I know what you mean about Cupid and Psyche, too. I think that because I knew it was coming up, and had pre-accepted it as part of the structure of the novel, I was happy enough with it. But if a modern person reading the book from scratch encountered that tale without knowing about it, it would certainly stand out as strange. It's hard not to think to Apuleius, "Well, if you wanted to write a long and flowery mythological tale, fair enough, but why didn't you publish it separately rather than elbow it in here?" Still, as you say, it is in keeping with ancient literary style.

As for the social details - from a bizarrely fannish point of view, and especially with reference to modern novels set in the ancient world, I kept finding myself thinking of those details in terms of 'canon'. It had never occurred to me before, but there is actually quite a link between modern fans establishing a canon by watching a TV series or reading books and professional historians establishing an accepted interpretation of the past through literature. Hell, even the raging debates each group have about how to interpret their sources aren't too dissimilar!

It's also clearly a sign that I've spent too much time on the internet that I found the words 'OMG furries!' flashing vividly into my mind as I read the rather bizarre sex-scenes between Lucius-as-ass and his enthusiastic female fan (10.21-22)!
Jun. 5th, 2007 03:54 pm (UTC)
You know, I had never considered those parallels with fandom. But you're totally right!

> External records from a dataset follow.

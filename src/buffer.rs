//! Pixel buffer
//!
//! Row-major RGBA, 8 bits per channel, starting fully transparent.
//! Single-pixel access is bounds checked and returns a [`Result`];
//! region operations clip against the edges and skip what falls
//! outside instead of failing.

use crate::color::{blend_pix, Color};
use crate::point::{Point, RoundMode, Size};
use crate::rect::Rect;
use crate::{Error, Result};

/// Pixel coordinates covered by the one pixel wide border of a rect.
///
/// The rect is standardized, its origin rounded and its size
/// truncated. Top and bottom rows run the full width, the side
/// columns exclude both; no coordinate appears twice.
fn border_coords(rect: Rect) -> Vec<(i64, i64)> {
    let r = rect.standardize();
    let origin = r.origin.round(RoundMode::Round);
    let size = r.size.round(RoundMode::Trunc);
    let (ox, oy) = (origin.x as i64, origin.y as i64);
    let (w, h) = (size.width as i64, size.height as i64);
    let mut coords = Vec::new();
    if w <= 0 || h <= 0 {
        return coords;
    }
    for x in ox..ox + w {
        coords.push((x, oy));
        if h > 1 {
            coords.push((x, oy + h - 1));
        }
    }
    for y in oy + 1..oy + h - 1 {
        coords.push((ox, y));
        if w > 1 {
            coords.push((ox + w - 1, y));
        }
    }
    coords
}

/// Raster of RGBA pixels
///
/// Data is stored in row-major order (C-format), 4 bytes per pixel
#[derive(Debug, Default, Clone, PartialEq)]
pub struct PixelBuffer {
    /// Pixel / Component level data of the image
    pub data: Vec<u8>,
    /// Image width in pixels
    pub width: usize,
    /// Image height in pixels
    pub height: usize,
}

impl PixelBuffer {
    /// Create a new buffer, all pixels fully transparent
    pub fn new(width: usize, height: usize) -> Self {
        PixelBuffer { width, height, data: vec![0u8; width * height * 4] }
    }
    /// Size of the underlying byte store
    pub fn len(&self) -> usize {
        self.data.len()
    }
    pub fn is_empty(&self) -> bool {
        self.data.is_empty()
    }
    pub fn size(&self) -> Size {
        Size::new(self.width as f64, self.height as f64)
    }
    /// Rect of valid pixel coordinates, far edges inclusive
    pub fn pixel_rect(&self) -> Rect {
        Rect::xywh(0.0, 0.0, self.width as f64 - 1.0, self.height as f64 - 1.0)
    }
    pub fn in_bounds(&self, x: i64, y: i64) -> bool {
        x >= 0 && y >= 0 && (x as usize) < self.width && (y as usize) < self.height
    }
    fn index(&self, x: i64, y: i64) -> usize {
        (y as usize * self.width + x as usize) * 4
    }
    /// Read one pixel; out of bounds is an error
    pub fn get(&self, x: i64, y: i64) -> Result<Color> {
        match self.pixel(x, y) {
            Some(c) => Ok(c),
            None => Err(Error::OutOfBounds { x, y }),
        }
    }
    /// Write one pixel; out of bounds is an error
    pub fn set(&mut self, x: i64, y: i64, color: Color) -> Result<()> {
        if self.put(x, y, color) {
            Ok(())
        } else {
            Err(Error::OutOfBounds { x, y })
        }
    }
    /// Read one pixel, `None` when out of bounds
    pub fn pixel(&self, x: i64, y: i64) -> Option<Color> {
        if !self.in_bounds(x, y) {
            return None;
        }
        let i = self.index(x, y);
        Some(Color::from_u8(self.data[i], self.data[i + 1], self.data[i + 2], self.data[i + 3]))
    }
    /// Write one pixel if in bounds; reports whether it was written
    pub fn put(&mut self, x: i64, y: i64, color: Color) -> bool {
        if !self.in_bounds(x, y) {
            return false;
        }
        let i = self.index(x, y);
        self.data[i] = color.r;
        self.data[i + 1] = color.g;
        self.data[i + 2] = color.b;
        self.data[i + 3] = color.a;
        true
    }
    /// Read the pixel under a continuous point, rounded to nearest
    pub fn get_point(&self, p: Point) -> Result<Color> {
        let p = p.round(RoundMode::Round);
        self.get(p.x as i64, p.y as i64)
    }
    /// Write the pixel under a continuous point, rounded to nearest
    pub fn set_point(&mut self, p: Point, color: Color) -> Result<()> {
        let p = p.round(RoundMode::Round);
        self.set(p.x as i64, p.y as i64, color)
    }
    /// Write a set of points, rounded to nearest; points outside the
    /// buffer are skipped
    pub fn set_pixels(&mut self, points: &[Point], color: Color) {
        for p in points {
            let p = p.round(RoundMode::Round);
            self.put(p.x as i64, p.y as i64, color);
        }
    }
    /// Overwrite every pixel with `color`
    pub fn fill(&mut self, color: Color) {
        for px in self.data.chunks_mut(4) {
            px[0] = color.r;
            px[1] = color.g;
            px[2] = color.b;
            px[3] = color.a;
        }
    }
    /// Blend `color` onto one pixel with source-over
    pub fn blend_pixel(&mut self, x: i64, y: i64, color: Color) -> Result<()> {
        let dst = self.get(x, y)?;
        self.set(x, y, blend_pix(dst, color, 255))
    }
    /// Overwrite a rect of pixels; origin rounds to nearest, size
    /// truncates, the far edges are exclusive. Clipped to the buffer,
    /// a non-positive span writes nothing.
    pub fn fill_rect(&mut self, rect: Rect, color: Color) {
        self.for_rect(rect, |buf, x, y| {
            buf.put(x, y, color);
        });
    }
    /// Blend `color` over a rect of pixels; coverage as [`fill_rect`](Self::fill_rect)
    pub fn fill_rect_blend(&mut self, rect: Rect, color: Color) {
        self.for_rect(rect, |buf, x, y| {
            if let Some(dst) = buf.pixel(x, y) {
                buf.put(x, y, blend_pix(dst, color, 255));
            }
        });
    }
    fn for_rect<F: FnMut(&mut PixelBuffer, i64, i64)>(&mut self, rect: Rect, mut f: F) {
        let origin = rect.origin.round(RoundMode::Round);
        let size = rect.size.round(RoundMode::Trunc);
        let (ox, oy) = (origin.x as i64, origin.y as i64);
        let (w, h) = (size.width as i64, size.height as i64);
        if w <= 0 || h <= 0 {
            return;
        }
        let x0 = ox.max(0);
        let y0 = oy.max(0);
        let x1 = (ox + w).min(self.width as i64);
        let y1 = (oy + h).min(self.height as i64);
        for y in y0..y1 {
            for x in x0..x1 {
                f(self, x, y);
            }
        }
    }
    /// Draw the one pixel border of `rect` in `color`, clipped
    pub fn outline_rect(&mut self, rect: Rect, color: Color) {
        for (x, y) in border_coords(rect) {
            self.put(x, y, color);
        }
    }
    /// Invert the one pixel border of `rect` to maximum contrast.
    ///
    /// Each border pixel is flattened onto white and replaced by the
    /// black-or-white opposite of its own value.
    pub fn invert_rect_border(&mut self, rect: Rect) {
        for (x, y) in border_coords(rect) {
            if let Some(c) = self.pixel(x, y) {
                self.put(x, y, c.to_rgb().reverse_black_or_white());
            }
        }
    }
    /// Magnified copy of a region of this buffer.
    ///
    /// Each source pixel becomes a `2^level` square cell; `level` is
    /// clamped to at least 1. Source pixels outside the buffer leave
    /// their cell transparent.
    pub fn zoom_region(&self, rect: Rect, level: u32) -> PixelBuffer {
        let level = level.max(1);
        let origin = rect.origin.round(RoundMode::Round);
        let size = rect.size.round(RoundMode::Trunc);
        let (ox, oy) = (origin.x as i64, origin.y as i64);
        let (rw, rh) = (size.width as i64, size.height as i64);
        if rw <= 0 || rh <= 0 {
            return PixelBuffer::new(0, 0);
        }
        let cell = 1i64 << level;
        let mut out = PixelBuffer::new((rw * cell) as usize, (rh * cell) as usize);
        for sy in 0..rh {
            for sx in 0..rw {
                let c = match self.pixel(ox + sx, oy + sy) {
                    Some(c) => c,
                    None => continue,
                };
                let (bx, by) = ((sx * cell) as usize, (sy * cell) as usize);
                for yy in 0..cell as usize {
                    let row = ((by + yy) * out.width + bx) * 4;
                    for xx in 0..cell as usize {
                        let i = row + xx * 4;
                        out.data[i] = c.r;
                        out.data[i + 1] = c.g;
                        out.data[i + 2] = c.b;
                        out.data[i + 3] = c.a;
                    }
                }
            }
        }
        out
    }
    /// Copy `src` onto this buffer with its corner at `at`, replacing
    /// pixels (alpha included); clipped against the edges
    pub fn blit(&mut self, src: &PixelBuffer, at: Point) {
        let at = at.round(RoundMode::Round);
        let (ox, oy) = (at.x as i64, at.y as i64);
        for sy in 0..src.height as i64 {
            for sx in 0..src.width as i64 {
                if let Some(c) = src.pixel(sx, sy) {
                    self.put(ox + sx, oy + sy, c);
                }
            }
        }
    }
    /// Draw `src` stretched into `rect` with nearest-neighbor
    /// sampling and source-over compositing.
    ///
    /// A negative span mirrors the source along that axis. The
    /// destination is clipped against the buffer.
    pub fn blit_stretched(&mut self, src: &PixelBuffer, rect: Rect) {
        if src.width == 0 || src.height == 0 {
            return;
        }
        let origin = rect.origin.round(RoundMode::Round);
        let size = rect.size.round(RoundMode::Trunc);
        let mirror_x = size.width < 0.0;
        let mirror_y = size.height < 0.0;
        let dst = Rect::new(origin, size).standardize();
        let (dx0, dy0) = (dst.origin.x as i64, dst.origin.y as i64);
        let (dw, dh) = (dst.size.width as i64, dst.size.height as i64);
        if dw <= 0 || dh <= 0 {
            return;
        }
        let (sw, sh) = (src.width as i64, src.height as i64);
        for dy in 0..dh {
            let py = dy0 + dy;
            if py < 0 || py >= self.height as i64 {
                continue;
            }
            let mut sy = dy * sh / dh;
            if mirror_y {
                sy = sh - 1 - sy;
            }
            for dx in 0..dw {
                let px = dx0 + dx;
                if px < 0 || px >= self.width as i64 {
                    continue;
                }
                let mut sx = dx * sw / dw;
                if mirror_x {
                    sx = sw - 1 - sx;
                }
                if let Some(s) = src.pixel(sx, sy) {
                    if s.a == 0 {
                        continue;
                    }
                    if let Some(d) = self.pixel(px, py) {
                        self.put(px, py, blend_pix(d, s, 255));
                    }
                }
            }
        }
    }
    /// Raw RGBA bytes, row-major
    pub fn as_bytes(&self) -> &[u8] {
        &self.data
    }
}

I've only read one other ancient novel, and that was Daphnis and Chloe. I liked Apuleius a lot better. It was much more fun.
Jun. 5th, 2007 03:58 pm (UTC)
Ah - maybe I will stick to the Roman ones, then.
Jun. 5th, 2007 03:51 pm (UTC)
I was thinking of teaching this in my Greco-Roman survey -- what do you think?
Jun. 5th, 2007 03:57 pm (UTC)
I would really heartily recommend it as an introduction to the Roman world, actually. It covers so much - social life, religion, the literary tradition - and really is accessible and enjoyable. The particular edition I read would also work very nicely for students, and has the advantage (certainly over here) of being reasonably priced.
Jun. 5th, 2007 07:49 pm (UTC)
That sounds interesting. I spent a happy hour in Unsworths this afternoon (the St Pancras branch not the one in Foyles) on a mission to buy Prokopios for vonheath, whom you really ought to meet. And have come away with a couple of obscure little gems which make me happy :-) If you haven't been there it's worth a detour.

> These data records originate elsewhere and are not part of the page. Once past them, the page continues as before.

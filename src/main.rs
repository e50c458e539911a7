use clap::Parser;
use miette::Result;
use tracing_subscriber::EnvFilter;

use emojigen::cli::{Cli, Commands};
use emojigen::output::Printer;

fn main() -> Result<()> {
    let cli = Cli::parse();
    init_tracing(cli.verbose);

    let printer = Printer::new();

    match cli.command {
        Commands::Generate(args) => emojigen::cli::generate::run(args, &printer)?,
        Commands::Resolve(args) => emojigen::cli::resolve::run(args, &printer)?,
        Commands::Sample(args) => emojigen::cli::sample::run(args, &printer)?,
    }

    Ok(())
}

/// `RUST_LOG` wins; otherwise `-v` selects info and `-vv` debug.
fn init_tracing(verbose: u8) {
    let default = match verbose {
        0 => "warn",
        1 => "emojigen=info",
        _ => "emojigen=debug",
    };
    let filter = EnvFilter::try_from_default_env().unwrap_or_else(|_| EnvFilter::new(default));
    tracing_subscriber::fmt()
        .with_env_filter(filter)
        .with_writer(std::io::stderr)
        .with_target(false)
        .init();
}
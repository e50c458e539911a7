//! PNG output for rendered faces.

use std::io::Cursor;

use image::{ImageFormat, RgbaImage};

use crate::error::{EmojiError, Result};

/// Encode a bitmap as PNG bytes.
pub fn encode_png(image: &RgbaImage) -> Result<Vec<u8>> {
    let mut out = Cursor::new(Vec::new());
    image
        .write_to(&mut out, ImageFormat::Png)
        .map_err(|e| EmojiError::encode(format!("Failed to write PNG: {}", e)))?;
    Ok(out.into_inner())
}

I have a copy of this and would highly recommend it. The translations are fluid and readable and the stories are for the most part very entertaining.
Jun. 5th, 2007 08:26 pm (UTC)
Ooh, that actually does look rather tempting - especially if (as one of the customer reviews suggests) it contains Lucian's True History, as that's another one I've always meant to read.

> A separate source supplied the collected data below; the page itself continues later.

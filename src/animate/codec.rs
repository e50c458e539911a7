//! Animation codec capabilities and format fallback.
//!
//! Compile-time features decide which encoders are *available*; a
//! [`CodecRegistry`] decides which of those are *enabled* for a call.

use std::fmt;

use crate::error::{EmojiError, Result};

/// Looping animation container formats.
#[derive(Debug, Clone, Copy, PartialEq, Eq, Hash)]
pub enum AnimationFormat {
    Gif,
    WebP,
    Apng,
}

/// Substitutes tried, in order, when the requested format is unavailable.
pub const FALLBACK_CHAIN: [AnimationFormat; 2] = [AnimationFormat::Gif, AnimationFormat::Apng];

impl AnimationFormat {
    pub const ALL: [AnimationFormat; 3] = [
        AnimationFormat::Gif,
        AnimationFormat::WebP,
        AnimationFormat::Apng,
    ];

    pub fn name(self) -> &'static str {
        match self {
            AnimationFormat::Gif => "gif",
            AnimationFormat::WebP => "webp",
            AnimationFormat::Apng => "apng",
        }
    }

    pub fn mime_type(self) -> &'static str {
        match self {
            AnimationFormat::Gif => "image/gif",
            AnimationFormat::WebP => "image/webp",
            AnimationFormat::Apng => "image/png",
        }
    }

    /// File extension used when saving.
    pub fn extension(self) -> &'static str {
        match self {
            AnimationFormat::Gif => "gif",
            AnimationFormat::WebP => "webp",
            AnimationFormat::Apng => "png",
        }
    }

    /// Whether an encoder for this format is compiled in.
    pub fn is_compiled(self) -> bool {
        match self {
            AnimationFormat::Gif => true,
            #[cfg(feature = "webp")]
            AnimationFormat::WebP => true,
            #[cfg(not(feature = "webp"))]
            AnimationFormat::WebP => false,
            #[cfg(feature = "apng")]
            AnimationFormat::Apng => true,
            #[cfg(not(feature = "apng"))]
            AnimationFormat::Apng => false,
        }
    }
}

impl fmt::Display for AnimationFormat {
    fn fmt(&self, f: &mut fmt::Formatter<'_>) -> fmt::Result {
        f.write_str(self.name())
    }
}

/// The format an animation will actually be written in.
#[derive(Debug, Clone, Copy, PartialEq, Eq)]
pub struct FormatChoice {
    pub format: AnimationFormat,
    /// The originally requested format, when it had to be replaced.
    pub fallback_from: Option<AnimationFormat>,
}

/// Runtime codec switchboard.
#[derive(Debug, Clone, PartialEq, Eq)]
pub struct CodecRegistry {
    disabled: Vec<AnimationFormat>,
}

impl CodecRegistry {
    /// All compiled-in encoders enabled.
    pub fn all() -> Self {
        Self {
            disabled: Vec::new(),
        }
    }

    /// Enable or disable encoding for a format.
    pub fn with_encode(mut self, format: AnimationFormat, enabled: bool) -> Self {
        self.disabled.retain(|&f| f != format);
        if !enabled {
            self.disabled.push(format);
        }
        self
    }

    /// Is this format compiled in AND enabled?
    pub fn can_encode(&self, format: AnimationFormat) -> bool {
        format.is_compiled() && !self.disabled.contains(&format)
    }

    /// Formats that can currently be produced.
    pub fn encodable_formats(&self) -> impl Iterator<Item = AnimationFormat> + '_ {
        AnimationFormat::ALL
            .into_iter()
            .filter(move |&f| self.can_encode(f))
    }

    /// Pick `requested` if possible, else the first encodable entry of
    /// [`FALLBACK_CHAIN`].
    ///
    /// Only fails when every fallback has been disabled.
    pub fn choose(&self, requested: AnimationFormat) -> Result<FormatChoice> {
        if self.can_encode(requested) {
            return Ok(FormatChoice {
                format: requested,
                fallback_from: None,
            });
        }
        FALLBACK_CHAIN
            .into_iter()
            .find(|&f| self.can_encode(f))
            .map(|format| FormatChoice {
                format,
                fallback_from: Some(requested),
            })
            .ok_or_else(|| EmojiError::UnsupportedFormat {
                format: requested.to_string(),
            })
    }
}

impl Default for CodecRegistry {
    fn default() -> Self {
        Self::all()
    }
}

#[cfg(test)]
mod tests {
    use super::*;
    use pretty_assertions::assert_eq;

    #[test]
    fn test_gif_always_available() {
        assert!(CodecRegistry::all().can_encode(AnimationFormat::Gif));
    }

    #[test]
    fn test_disabled_webp_falls_back_to_gif() {
        let registry = CodecRegistry::all().with_encode(AnimationFormat::WebP, false);
        let choice = registry.choose(AnimationFormat::WebP).unwrap();
        assert_eq!(
            choice,
            FormatChoice {
                format: AnimationFormat::Gif,
                fallback_from: Some(AnimationFormat::WebP),
            }
        );
    }

    #[cfg(feature = "webp")]
    #[test]
    fn test_webp_honoured_when_compiled() {
        let choice = CodecRegistry::all().choose(AnimationFormat::WebP).unwrap();
        assert_eq!(choice.format, AnimationFormat::WebP);
        assert_eq!(choice.fallback_from, None);
    }

    #[cfg(feature = "apng")]
    #[test]
    fn test_apng_honoured_when_enabled() {
        let choice = CodecRegistry::all().choose(AnimationFormat::Apng).unwrap();
        assert_eq!(choice.format, AnimationFormat::Apng);
        assert_eq!(choice.fallback_from, None);
    }

    #[test]
    fn test_disabled_format_falls_back() {
        let registry = CodecRegistry::all().with_encode(AnimationFormat::Apng, false);
        let choice = registry.choose(AnimationFormat::Apng).unwrap();
        assert_eq!(choice.format, AnimationFormat::Gif);
    }

    #[cfg(feature = "apng")]
    #[test]
    fn test_gif_disabled_uses_next_in_chain() {
        let registry = CodecRegistry::all()
            .with_encode(AnimationFormat::Gif, false)
            .with_encode(AnimationFormat::WebP, false);
        let choice = registry.choose(AnimationFormat::WebP).unwrap();
        assert_eq!(choice.format, AnimationFormat::Apng);
    }

    #[test]
    fn test_everything_disabled_is_unsupported() {
        let registry = AnimationFormat::ALL
            .into_iter()
            .fold(CodecRegistry::all(), |r, f| r.with_encode(f, false));
        assert!(matches!(
            registry.choose(AnimationFormat::Gif),
            Err(EmojiError::UnsupportedFormat { .. })
        ));
    }

    #[test]
    fn test_reenable_format() {
        let registry = CodecRegistry::all()
            .with_encode(AnimationFormat::Gif, false)
            .with_encode(AnimationFormat::Gif, true);
        assert!(registry.can_encode(AnimationFormat::Gif));
    }

    #[test]
    fn test_mime_types() {
        assert_eq!(AnimationFormat::Apng.mime_type(), "image/png");
        assert_eq!(AnimationFormat::WebP.mime_type(), "image/webp");
    }

    #[test]
    fn test_encodable_formats_follow_features() {
        let formats: Vec<_> = CodecRegistry::all().encodable_formats().collect();
        assert!(formats.contains(&AnimationFormat::Gif));
        assert_eq!(formats.contains(&AnimationFormat::WebP), cfg!(feature = "webp"));
        assert_eq!(formats.contains(&AnimationFormat::Apng), cfg!(feature = "apng"));
    }
}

And I should indeed be very happy to meet Mr. vonheath.
Jun. 7th, 2007 06:55 am (UTC)
Ooh, I've been meaning to read that too ever since I did excerpts of it in Greek class last year.
Jun. 7th, 2007 12:35 pm (UTC)
as soon as ive caught up with my reading, i shall endeavour to read this particular translation, thanks for recommending.
Jun. 7th, 2007 12:52 pm (UTC)
You're welcome - I hope you enjoy it.